• PROVIDED RECORDS
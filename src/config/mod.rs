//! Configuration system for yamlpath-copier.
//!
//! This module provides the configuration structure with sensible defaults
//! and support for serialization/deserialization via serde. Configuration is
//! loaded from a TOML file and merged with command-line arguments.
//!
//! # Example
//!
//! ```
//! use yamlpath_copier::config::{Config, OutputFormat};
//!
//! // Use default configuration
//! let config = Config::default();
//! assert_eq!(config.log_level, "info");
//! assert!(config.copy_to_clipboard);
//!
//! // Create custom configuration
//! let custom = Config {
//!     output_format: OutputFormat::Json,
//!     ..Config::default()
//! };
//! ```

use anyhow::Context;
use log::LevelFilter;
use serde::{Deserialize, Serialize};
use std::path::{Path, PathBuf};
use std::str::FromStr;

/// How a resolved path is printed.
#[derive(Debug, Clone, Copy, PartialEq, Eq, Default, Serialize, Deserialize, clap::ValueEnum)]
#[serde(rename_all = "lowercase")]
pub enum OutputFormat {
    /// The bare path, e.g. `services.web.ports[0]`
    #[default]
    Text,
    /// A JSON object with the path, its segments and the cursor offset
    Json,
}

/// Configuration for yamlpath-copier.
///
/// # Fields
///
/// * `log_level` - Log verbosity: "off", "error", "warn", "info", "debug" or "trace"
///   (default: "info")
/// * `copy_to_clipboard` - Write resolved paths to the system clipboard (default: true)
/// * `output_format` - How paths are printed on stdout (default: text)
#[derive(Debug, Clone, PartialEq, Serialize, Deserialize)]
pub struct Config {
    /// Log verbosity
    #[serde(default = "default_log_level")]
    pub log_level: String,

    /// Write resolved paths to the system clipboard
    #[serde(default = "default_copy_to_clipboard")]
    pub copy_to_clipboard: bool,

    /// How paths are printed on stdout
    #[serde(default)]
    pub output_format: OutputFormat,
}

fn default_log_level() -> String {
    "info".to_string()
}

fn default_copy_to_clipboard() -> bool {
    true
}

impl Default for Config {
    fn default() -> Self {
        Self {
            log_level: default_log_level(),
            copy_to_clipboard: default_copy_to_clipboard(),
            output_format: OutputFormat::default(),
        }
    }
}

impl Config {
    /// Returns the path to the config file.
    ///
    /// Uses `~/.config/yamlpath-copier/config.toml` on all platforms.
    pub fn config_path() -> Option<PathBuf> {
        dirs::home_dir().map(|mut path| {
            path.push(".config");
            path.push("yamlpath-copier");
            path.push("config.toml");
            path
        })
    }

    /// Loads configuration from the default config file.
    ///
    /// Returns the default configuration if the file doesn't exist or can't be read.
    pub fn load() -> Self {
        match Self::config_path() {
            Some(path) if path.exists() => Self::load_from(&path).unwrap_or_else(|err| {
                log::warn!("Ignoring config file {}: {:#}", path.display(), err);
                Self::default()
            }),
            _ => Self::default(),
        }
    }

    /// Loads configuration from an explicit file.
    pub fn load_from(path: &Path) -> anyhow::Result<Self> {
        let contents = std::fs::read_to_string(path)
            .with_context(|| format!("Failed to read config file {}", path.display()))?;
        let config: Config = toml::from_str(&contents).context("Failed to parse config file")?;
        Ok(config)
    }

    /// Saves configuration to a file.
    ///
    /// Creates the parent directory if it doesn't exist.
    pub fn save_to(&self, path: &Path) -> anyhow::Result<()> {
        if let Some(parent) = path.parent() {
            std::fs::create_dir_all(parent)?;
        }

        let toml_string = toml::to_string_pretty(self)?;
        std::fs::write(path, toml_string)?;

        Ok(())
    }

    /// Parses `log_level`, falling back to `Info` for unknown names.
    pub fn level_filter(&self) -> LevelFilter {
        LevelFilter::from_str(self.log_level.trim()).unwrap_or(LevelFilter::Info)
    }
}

---

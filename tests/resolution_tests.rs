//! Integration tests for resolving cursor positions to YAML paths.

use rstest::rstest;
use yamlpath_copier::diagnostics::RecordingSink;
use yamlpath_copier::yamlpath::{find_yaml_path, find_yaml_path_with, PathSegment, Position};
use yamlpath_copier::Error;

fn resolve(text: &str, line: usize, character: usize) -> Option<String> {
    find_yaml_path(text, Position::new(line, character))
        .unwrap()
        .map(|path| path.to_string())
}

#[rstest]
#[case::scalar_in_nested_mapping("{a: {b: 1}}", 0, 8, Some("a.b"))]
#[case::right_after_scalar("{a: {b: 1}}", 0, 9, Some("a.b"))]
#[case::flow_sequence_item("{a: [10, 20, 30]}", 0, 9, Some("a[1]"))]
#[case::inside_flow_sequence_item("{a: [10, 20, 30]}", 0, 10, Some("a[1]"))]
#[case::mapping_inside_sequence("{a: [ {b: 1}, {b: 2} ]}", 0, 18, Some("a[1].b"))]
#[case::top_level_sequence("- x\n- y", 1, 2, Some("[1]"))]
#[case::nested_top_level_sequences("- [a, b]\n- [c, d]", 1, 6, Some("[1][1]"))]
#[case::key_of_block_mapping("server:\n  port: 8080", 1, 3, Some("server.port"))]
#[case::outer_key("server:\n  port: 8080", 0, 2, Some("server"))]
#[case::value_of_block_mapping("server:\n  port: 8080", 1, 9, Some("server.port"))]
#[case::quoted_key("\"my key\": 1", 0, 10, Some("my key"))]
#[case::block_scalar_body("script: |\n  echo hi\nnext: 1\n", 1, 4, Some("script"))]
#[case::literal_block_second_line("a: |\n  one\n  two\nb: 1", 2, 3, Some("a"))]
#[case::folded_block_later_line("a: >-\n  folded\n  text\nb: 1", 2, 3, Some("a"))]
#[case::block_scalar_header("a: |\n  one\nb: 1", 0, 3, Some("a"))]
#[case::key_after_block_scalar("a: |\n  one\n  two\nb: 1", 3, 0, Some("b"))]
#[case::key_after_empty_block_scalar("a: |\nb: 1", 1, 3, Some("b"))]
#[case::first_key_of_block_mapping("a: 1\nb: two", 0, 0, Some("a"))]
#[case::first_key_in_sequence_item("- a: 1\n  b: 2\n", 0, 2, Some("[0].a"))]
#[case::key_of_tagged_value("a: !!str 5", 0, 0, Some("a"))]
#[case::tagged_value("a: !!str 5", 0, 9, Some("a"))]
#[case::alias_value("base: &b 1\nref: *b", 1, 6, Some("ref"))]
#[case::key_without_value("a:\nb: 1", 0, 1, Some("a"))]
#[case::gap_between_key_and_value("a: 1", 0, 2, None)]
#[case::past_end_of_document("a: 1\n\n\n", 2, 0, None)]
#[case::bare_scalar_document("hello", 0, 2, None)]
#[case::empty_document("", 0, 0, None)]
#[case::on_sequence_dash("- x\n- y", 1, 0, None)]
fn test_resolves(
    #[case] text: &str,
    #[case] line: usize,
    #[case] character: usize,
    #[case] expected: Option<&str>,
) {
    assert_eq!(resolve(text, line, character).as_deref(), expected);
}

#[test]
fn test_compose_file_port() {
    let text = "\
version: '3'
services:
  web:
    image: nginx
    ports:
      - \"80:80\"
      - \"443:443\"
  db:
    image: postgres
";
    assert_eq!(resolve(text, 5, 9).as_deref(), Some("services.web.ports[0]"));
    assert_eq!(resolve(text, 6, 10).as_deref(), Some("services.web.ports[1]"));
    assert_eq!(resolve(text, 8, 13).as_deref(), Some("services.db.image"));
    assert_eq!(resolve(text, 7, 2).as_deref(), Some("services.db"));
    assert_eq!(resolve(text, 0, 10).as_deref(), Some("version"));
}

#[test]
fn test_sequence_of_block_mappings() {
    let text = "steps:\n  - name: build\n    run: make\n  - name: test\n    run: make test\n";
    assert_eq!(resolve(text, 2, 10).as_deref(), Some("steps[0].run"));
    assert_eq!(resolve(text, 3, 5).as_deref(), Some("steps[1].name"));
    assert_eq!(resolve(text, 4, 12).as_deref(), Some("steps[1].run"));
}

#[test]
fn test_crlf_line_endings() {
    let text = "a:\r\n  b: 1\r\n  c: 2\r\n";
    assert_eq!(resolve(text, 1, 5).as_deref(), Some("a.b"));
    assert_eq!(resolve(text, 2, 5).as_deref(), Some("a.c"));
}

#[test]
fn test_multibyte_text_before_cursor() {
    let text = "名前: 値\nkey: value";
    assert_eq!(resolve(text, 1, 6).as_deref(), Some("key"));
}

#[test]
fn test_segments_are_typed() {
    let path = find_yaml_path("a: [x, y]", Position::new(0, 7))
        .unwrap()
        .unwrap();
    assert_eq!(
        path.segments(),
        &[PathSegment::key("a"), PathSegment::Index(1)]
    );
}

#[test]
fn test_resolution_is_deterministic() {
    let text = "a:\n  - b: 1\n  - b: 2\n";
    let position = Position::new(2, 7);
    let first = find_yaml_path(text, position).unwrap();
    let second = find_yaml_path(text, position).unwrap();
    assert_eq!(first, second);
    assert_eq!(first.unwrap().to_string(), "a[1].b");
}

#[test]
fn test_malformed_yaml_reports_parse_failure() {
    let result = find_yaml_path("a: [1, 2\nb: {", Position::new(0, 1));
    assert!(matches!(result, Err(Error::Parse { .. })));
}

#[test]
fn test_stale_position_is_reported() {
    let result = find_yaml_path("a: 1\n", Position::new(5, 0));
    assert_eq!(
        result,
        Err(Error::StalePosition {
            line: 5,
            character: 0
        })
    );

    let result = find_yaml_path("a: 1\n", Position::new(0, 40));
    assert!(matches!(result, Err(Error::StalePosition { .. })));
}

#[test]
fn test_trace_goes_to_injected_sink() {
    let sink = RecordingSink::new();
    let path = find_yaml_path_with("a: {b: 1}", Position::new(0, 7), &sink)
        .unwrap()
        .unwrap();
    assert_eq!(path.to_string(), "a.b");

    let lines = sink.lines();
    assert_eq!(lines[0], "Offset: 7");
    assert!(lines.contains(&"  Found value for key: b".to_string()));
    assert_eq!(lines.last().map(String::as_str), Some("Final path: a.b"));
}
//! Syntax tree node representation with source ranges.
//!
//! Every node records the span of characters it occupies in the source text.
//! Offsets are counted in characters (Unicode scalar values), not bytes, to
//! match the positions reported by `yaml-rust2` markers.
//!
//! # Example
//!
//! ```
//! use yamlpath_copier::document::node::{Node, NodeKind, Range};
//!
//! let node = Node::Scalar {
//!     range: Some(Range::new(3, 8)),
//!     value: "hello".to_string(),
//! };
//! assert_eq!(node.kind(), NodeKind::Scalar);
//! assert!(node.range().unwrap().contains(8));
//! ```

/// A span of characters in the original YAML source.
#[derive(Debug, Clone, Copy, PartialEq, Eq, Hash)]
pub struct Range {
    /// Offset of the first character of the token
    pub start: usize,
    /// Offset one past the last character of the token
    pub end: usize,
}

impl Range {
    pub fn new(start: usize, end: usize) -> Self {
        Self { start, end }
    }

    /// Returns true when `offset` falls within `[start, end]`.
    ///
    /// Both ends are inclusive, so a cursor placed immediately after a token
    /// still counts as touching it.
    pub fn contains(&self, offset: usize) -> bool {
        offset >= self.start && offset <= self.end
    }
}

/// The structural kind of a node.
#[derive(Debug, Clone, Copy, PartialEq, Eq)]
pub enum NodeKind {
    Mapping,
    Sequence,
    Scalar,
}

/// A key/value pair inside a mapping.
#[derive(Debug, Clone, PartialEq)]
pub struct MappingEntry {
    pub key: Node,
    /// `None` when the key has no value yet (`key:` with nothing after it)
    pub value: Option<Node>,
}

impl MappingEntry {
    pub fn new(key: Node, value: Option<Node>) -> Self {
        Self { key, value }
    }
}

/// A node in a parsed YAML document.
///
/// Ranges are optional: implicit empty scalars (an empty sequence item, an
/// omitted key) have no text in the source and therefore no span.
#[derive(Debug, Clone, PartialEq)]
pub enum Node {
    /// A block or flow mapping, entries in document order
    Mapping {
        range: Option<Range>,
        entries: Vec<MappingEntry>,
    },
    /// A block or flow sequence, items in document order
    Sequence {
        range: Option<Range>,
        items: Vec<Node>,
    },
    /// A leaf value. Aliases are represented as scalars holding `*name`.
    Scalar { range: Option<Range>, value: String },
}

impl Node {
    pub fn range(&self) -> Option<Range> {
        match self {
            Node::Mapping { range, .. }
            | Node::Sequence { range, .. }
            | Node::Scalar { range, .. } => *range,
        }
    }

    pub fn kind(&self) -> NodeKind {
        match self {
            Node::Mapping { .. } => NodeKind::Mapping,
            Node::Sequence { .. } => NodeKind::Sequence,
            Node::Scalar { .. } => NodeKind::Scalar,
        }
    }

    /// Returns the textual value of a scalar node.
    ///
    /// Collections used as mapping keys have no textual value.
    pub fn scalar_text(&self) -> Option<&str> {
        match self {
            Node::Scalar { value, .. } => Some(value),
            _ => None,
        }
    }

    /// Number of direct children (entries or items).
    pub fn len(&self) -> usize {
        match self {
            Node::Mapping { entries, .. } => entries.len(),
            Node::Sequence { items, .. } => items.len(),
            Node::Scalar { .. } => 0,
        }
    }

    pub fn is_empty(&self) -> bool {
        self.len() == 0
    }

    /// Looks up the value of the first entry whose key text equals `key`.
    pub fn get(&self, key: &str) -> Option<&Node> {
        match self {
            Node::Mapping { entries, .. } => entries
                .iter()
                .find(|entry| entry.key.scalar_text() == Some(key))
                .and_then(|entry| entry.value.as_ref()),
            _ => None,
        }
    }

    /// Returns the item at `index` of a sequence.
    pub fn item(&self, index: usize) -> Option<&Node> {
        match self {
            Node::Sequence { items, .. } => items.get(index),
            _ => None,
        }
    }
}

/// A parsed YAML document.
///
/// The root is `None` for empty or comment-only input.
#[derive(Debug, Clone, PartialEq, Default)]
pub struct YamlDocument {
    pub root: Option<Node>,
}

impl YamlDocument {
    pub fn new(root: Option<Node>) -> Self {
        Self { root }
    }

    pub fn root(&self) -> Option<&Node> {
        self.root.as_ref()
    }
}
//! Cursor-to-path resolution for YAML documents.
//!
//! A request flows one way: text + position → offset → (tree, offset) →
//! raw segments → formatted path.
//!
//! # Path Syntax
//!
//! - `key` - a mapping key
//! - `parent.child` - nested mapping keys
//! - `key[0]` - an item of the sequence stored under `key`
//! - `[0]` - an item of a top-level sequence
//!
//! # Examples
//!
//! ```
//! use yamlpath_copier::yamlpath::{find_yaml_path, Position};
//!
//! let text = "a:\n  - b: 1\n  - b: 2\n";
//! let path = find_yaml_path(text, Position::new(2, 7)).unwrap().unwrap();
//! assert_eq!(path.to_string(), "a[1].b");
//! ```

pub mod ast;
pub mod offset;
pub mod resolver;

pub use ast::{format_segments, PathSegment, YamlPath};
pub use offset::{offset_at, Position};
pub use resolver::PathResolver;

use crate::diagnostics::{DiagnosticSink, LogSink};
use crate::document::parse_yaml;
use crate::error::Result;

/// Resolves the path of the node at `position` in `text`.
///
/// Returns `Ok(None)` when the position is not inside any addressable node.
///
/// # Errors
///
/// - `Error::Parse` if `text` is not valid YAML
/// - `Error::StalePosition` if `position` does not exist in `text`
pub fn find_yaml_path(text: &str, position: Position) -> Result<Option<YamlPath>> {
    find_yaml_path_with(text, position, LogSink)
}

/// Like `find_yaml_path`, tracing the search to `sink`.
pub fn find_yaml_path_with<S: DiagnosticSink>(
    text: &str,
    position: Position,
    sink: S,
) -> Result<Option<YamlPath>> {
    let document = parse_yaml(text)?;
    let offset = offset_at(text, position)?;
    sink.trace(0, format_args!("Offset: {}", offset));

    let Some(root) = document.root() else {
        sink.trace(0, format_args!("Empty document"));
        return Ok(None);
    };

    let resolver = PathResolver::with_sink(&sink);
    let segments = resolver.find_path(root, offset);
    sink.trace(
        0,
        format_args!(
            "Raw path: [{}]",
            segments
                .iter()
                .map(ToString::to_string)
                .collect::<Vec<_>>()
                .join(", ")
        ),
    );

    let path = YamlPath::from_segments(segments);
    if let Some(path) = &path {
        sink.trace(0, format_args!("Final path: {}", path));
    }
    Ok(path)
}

• WHAT YOU NEED TO DO
Among the entries above, the lines between the ones containing "filename src/config/mod.rs" and "#[serde(default)]", inclusive, are to be transcribed exactly. No other line is to be given.

• REPLY TO THE EXERCISE
filename src/config/mod.rs
//! Configuration system for yamlpath-copier.
//!
//! This module provides the configuration structure with sensible defaults
//! and support for serialization/deserialization via serde. Configuration is
//! loaded from a TOML file and merged with command-line arguments.
//!
//! # Example
//!
//! ```
//! use yamlpath_copier::config::{Config, OutputFormat};
//!
//! // Use default configuration
//! let config = Config::default();
//! assert_eq!(config.log_level, "info");
//! assert!(config.copy_to_clipboard);
//!
//! // Create custom configuration
//! let custom = Config {
//!     output_format: OutputFormat::Json,
//!     ..Config::default()
//! };
//! ```

use anyhow::Context;
use log::LevelFilter;
use serde::{Deserialize, Serialize};
use std::path::{Path, PathBuf};
use std::str::FromStr;

/// How a resolved path is printed.
#[derive(Debug, Clone, Copy, PartialEq, Eq, Default, Serialize, Deserialize, clap::ValueEnum)]
#[serde(rename_all = "lowercase")]
pub enum OutputFormat {
    /// The bare path, e.g. `services.web.ports[0]`
    #[default]
    Text,
    /// A JSON object with the path, its segments and the cursor offset
    Json,
}

/// Configuration for yamlpath-copier.
///
/// # Fields
///
/// * `log_level` - Log verbosity: "off", "error", "warn", "info", "debug" or "trace"
///   (default: "info")
/// * `copy_to_clipboard` - Write resolved paths to the system clipboard (default: true)
/// * `output_format` - How paths are printed on stdout (default: text)
#[derive(Debug, Clone, PartialEq, Serialize, Deserialize)]
pub struct Config {
    /// Log verbosity
    #[serde(default = "default_log_level")]
    pub log_level: String,

    /// Write resolved paths to the system clipboard
    #[serde(default = "default_copy_to_clipboard")]
    pub copy_to_clipboard: bool,

    /// How paths are printed on stdout
    #[serde(default)]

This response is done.